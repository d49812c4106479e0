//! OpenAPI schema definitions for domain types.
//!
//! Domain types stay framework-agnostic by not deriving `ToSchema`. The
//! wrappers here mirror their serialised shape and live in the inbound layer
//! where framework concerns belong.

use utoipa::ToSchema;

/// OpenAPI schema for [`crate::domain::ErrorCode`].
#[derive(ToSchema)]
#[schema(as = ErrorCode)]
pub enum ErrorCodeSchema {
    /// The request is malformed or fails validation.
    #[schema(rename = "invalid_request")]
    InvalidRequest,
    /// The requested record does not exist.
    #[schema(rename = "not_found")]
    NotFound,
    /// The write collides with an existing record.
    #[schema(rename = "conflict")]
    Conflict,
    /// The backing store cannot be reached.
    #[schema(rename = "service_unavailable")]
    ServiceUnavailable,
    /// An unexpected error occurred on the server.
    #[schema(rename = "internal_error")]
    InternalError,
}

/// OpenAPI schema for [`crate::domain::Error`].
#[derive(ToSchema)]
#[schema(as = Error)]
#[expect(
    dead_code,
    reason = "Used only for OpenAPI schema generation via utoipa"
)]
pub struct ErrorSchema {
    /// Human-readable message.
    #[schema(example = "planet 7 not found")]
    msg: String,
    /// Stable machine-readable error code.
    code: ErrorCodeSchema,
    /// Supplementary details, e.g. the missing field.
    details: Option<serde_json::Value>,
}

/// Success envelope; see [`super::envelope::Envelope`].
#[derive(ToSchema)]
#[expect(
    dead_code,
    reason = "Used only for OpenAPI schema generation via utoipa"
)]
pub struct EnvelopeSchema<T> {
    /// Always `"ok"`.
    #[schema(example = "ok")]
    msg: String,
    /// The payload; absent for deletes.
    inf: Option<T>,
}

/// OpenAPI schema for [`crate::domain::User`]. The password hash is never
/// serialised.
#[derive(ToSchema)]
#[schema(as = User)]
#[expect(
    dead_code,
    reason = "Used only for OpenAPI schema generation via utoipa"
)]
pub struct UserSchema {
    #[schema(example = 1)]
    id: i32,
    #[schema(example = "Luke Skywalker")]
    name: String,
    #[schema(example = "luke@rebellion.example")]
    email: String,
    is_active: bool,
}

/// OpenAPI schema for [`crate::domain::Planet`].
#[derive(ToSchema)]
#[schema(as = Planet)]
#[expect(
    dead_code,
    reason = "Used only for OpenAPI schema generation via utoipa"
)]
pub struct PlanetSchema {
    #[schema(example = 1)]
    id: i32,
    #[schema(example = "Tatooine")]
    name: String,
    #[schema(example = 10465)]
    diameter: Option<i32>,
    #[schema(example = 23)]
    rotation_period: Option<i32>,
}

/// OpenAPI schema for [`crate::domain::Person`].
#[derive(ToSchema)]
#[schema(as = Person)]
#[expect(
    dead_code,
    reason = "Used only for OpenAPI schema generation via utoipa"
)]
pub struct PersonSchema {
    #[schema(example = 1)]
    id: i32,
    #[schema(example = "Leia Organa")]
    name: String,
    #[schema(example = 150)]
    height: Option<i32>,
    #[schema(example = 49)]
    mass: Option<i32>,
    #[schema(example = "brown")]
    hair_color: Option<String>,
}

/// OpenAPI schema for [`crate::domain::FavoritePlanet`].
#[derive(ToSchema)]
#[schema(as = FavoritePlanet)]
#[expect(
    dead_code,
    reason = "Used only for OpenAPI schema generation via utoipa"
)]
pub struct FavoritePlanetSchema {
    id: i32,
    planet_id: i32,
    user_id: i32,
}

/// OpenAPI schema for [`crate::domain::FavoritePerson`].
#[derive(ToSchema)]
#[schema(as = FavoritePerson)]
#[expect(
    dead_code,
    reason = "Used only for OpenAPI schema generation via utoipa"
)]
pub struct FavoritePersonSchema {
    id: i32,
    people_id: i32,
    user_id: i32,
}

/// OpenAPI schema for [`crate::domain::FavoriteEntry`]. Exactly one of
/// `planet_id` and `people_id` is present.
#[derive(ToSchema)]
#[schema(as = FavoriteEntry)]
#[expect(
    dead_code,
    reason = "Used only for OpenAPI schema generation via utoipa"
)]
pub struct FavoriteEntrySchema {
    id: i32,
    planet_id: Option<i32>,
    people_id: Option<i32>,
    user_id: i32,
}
+-------+
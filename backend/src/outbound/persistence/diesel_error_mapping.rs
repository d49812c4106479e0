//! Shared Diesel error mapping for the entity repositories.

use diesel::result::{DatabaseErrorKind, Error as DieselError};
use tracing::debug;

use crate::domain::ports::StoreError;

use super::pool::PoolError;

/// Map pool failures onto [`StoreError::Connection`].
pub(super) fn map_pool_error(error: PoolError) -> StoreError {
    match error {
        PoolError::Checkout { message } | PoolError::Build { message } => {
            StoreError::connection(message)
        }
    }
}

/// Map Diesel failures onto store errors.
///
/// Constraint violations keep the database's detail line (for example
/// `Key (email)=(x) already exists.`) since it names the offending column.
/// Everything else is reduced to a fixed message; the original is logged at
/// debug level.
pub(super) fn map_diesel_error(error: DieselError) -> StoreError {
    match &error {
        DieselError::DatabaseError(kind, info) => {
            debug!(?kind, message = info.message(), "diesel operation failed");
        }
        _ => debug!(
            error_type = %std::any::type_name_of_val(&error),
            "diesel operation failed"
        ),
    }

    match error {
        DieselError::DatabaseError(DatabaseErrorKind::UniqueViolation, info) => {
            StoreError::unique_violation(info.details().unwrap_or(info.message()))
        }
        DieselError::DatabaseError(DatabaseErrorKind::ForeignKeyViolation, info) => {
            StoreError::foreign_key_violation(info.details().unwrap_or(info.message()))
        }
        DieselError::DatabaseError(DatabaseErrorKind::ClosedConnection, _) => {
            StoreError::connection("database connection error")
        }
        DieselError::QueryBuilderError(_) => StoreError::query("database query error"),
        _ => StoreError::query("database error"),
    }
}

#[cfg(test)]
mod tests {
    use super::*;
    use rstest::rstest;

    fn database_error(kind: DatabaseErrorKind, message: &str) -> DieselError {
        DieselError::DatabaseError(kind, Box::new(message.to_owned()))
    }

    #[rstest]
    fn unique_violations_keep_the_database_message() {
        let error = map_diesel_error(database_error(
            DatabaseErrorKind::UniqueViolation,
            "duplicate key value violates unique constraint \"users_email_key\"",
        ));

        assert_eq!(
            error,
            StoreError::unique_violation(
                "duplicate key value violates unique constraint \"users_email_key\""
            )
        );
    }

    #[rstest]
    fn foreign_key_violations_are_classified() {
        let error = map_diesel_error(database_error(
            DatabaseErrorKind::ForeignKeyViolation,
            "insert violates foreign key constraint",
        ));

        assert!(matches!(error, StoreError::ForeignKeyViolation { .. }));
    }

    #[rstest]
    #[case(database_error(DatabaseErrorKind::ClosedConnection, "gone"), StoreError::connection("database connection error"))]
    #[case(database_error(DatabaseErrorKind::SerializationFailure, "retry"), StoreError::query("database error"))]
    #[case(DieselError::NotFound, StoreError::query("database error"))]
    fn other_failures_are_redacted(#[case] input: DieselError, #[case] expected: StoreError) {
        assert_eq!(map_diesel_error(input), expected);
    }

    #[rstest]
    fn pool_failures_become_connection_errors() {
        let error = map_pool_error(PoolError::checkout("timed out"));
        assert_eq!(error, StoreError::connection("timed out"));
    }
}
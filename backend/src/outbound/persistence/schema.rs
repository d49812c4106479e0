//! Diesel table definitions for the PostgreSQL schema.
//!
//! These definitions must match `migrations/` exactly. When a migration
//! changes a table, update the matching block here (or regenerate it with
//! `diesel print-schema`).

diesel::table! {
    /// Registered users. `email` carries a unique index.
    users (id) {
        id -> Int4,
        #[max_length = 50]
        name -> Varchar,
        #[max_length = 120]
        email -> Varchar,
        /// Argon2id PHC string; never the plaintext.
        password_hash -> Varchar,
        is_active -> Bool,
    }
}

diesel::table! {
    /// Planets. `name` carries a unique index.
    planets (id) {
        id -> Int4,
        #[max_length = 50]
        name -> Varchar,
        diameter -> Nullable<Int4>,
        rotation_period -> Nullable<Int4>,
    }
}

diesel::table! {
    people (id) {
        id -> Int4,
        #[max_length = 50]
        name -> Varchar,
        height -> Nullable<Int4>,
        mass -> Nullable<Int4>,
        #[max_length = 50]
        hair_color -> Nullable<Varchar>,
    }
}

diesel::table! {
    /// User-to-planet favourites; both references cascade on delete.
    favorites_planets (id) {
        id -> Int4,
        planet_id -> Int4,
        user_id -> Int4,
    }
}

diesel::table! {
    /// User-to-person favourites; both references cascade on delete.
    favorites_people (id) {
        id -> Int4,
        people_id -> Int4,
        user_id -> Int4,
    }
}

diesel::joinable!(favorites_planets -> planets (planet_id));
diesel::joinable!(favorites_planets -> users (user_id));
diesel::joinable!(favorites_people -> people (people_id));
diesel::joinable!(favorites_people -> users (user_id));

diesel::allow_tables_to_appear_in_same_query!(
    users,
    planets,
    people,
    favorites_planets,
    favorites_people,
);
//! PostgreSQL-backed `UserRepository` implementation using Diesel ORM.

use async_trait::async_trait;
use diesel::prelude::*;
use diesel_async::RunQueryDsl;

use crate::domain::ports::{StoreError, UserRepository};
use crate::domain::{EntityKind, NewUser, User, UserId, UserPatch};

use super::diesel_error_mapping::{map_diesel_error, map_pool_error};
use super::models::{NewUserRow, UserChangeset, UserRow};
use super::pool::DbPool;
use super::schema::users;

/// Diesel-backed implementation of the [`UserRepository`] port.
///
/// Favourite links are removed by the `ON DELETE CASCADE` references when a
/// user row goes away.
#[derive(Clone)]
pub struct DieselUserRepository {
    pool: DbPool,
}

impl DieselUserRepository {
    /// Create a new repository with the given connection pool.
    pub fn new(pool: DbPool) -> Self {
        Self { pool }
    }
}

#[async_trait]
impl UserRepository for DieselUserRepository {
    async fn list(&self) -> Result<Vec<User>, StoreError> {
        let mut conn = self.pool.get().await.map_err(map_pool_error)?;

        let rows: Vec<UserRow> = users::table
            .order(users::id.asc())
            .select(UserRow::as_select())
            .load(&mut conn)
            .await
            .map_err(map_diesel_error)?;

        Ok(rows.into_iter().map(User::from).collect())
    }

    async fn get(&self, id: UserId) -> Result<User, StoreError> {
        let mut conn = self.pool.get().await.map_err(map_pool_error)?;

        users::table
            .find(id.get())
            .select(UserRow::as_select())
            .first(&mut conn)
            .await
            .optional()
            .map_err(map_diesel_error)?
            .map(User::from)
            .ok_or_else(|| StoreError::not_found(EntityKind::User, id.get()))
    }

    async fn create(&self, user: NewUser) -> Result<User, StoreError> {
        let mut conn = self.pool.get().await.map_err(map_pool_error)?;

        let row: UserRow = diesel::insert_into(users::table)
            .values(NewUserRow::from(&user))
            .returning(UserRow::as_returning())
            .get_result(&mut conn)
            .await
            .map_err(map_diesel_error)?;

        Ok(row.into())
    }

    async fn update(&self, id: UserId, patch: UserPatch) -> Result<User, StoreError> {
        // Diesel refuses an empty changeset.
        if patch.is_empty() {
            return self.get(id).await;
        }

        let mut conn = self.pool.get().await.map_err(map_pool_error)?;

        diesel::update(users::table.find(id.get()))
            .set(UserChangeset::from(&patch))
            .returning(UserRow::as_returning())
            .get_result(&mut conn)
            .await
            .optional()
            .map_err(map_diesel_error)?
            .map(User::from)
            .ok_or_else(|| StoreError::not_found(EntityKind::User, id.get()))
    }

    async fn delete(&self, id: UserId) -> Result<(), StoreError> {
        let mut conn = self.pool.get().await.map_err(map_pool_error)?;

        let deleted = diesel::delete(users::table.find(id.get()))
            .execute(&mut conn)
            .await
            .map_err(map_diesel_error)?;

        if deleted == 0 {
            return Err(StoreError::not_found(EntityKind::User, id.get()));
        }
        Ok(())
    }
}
+-------+
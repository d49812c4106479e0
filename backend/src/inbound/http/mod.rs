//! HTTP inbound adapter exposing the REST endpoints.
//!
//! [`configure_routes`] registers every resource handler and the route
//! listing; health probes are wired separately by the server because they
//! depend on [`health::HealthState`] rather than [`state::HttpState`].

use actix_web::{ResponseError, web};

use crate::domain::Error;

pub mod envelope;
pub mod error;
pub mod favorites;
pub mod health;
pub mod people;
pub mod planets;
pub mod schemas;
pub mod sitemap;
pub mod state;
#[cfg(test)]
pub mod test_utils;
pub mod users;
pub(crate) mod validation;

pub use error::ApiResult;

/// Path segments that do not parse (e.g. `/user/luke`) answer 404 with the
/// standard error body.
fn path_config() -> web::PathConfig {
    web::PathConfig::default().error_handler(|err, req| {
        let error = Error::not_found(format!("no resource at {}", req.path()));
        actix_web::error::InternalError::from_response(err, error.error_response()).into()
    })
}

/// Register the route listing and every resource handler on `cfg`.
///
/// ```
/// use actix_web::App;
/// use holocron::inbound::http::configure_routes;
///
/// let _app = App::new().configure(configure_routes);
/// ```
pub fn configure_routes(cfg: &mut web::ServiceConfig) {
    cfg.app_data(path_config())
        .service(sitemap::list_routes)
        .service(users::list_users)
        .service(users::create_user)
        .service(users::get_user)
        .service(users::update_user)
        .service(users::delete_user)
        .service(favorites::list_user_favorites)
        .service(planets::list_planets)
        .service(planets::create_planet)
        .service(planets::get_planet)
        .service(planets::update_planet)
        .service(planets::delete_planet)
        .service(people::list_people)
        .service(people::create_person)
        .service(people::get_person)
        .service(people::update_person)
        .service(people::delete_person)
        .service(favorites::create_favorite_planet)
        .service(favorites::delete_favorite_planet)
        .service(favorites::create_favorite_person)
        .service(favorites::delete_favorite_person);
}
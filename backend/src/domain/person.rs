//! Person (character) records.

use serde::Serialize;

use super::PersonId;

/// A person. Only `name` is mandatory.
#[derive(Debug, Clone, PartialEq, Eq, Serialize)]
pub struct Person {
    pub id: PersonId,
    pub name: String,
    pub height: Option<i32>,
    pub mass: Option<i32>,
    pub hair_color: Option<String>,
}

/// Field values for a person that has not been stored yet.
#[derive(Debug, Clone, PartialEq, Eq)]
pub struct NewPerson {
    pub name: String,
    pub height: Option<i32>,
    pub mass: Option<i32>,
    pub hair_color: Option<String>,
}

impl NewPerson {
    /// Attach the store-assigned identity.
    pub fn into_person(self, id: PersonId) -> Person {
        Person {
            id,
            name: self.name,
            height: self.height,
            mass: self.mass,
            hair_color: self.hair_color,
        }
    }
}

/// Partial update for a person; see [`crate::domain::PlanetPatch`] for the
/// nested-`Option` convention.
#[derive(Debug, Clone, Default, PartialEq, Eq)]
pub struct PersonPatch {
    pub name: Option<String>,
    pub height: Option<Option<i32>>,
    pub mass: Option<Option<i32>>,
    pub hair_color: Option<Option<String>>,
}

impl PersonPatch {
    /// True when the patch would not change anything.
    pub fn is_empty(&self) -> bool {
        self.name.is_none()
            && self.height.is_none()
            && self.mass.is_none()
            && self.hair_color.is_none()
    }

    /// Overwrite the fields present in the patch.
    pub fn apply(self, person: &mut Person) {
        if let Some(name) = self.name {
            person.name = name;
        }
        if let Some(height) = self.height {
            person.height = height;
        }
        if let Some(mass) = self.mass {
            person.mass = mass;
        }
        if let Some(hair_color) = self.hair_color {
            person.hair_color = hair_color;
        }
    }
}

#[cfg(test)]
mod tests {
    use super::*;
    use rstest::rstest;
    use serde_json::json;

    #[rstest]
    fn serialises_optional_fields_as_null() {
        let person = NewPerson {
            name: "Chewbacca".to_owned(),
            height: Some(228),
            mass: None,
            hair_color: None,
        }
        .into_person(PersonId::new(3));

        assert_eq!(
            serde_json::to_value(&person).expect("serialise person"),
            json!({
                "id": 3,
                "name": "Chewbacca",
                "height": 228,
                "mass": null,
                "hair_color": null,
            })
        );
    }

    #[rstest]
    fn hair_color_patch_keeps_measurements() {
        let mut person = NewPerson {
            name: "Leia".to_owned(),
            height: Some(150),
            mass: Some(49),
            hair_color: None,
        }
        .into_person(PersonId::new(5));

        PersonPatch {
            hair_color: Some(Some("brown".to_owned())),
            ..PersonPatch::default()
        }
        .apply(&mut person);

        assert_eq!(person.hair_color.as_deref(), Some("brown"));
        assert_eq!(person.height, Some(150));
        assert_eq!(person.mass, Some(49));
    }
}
+-------+
== WORK TO COMPLETE ==
The string "favourites" shows up in some lines of the listing. Copy each such line.

== SOLUTION TO THIS PROBLEM ==
    /// User-to-planet favourites; both references cascade on delete.
    /// User-to-person favourites; both references cascade on delete.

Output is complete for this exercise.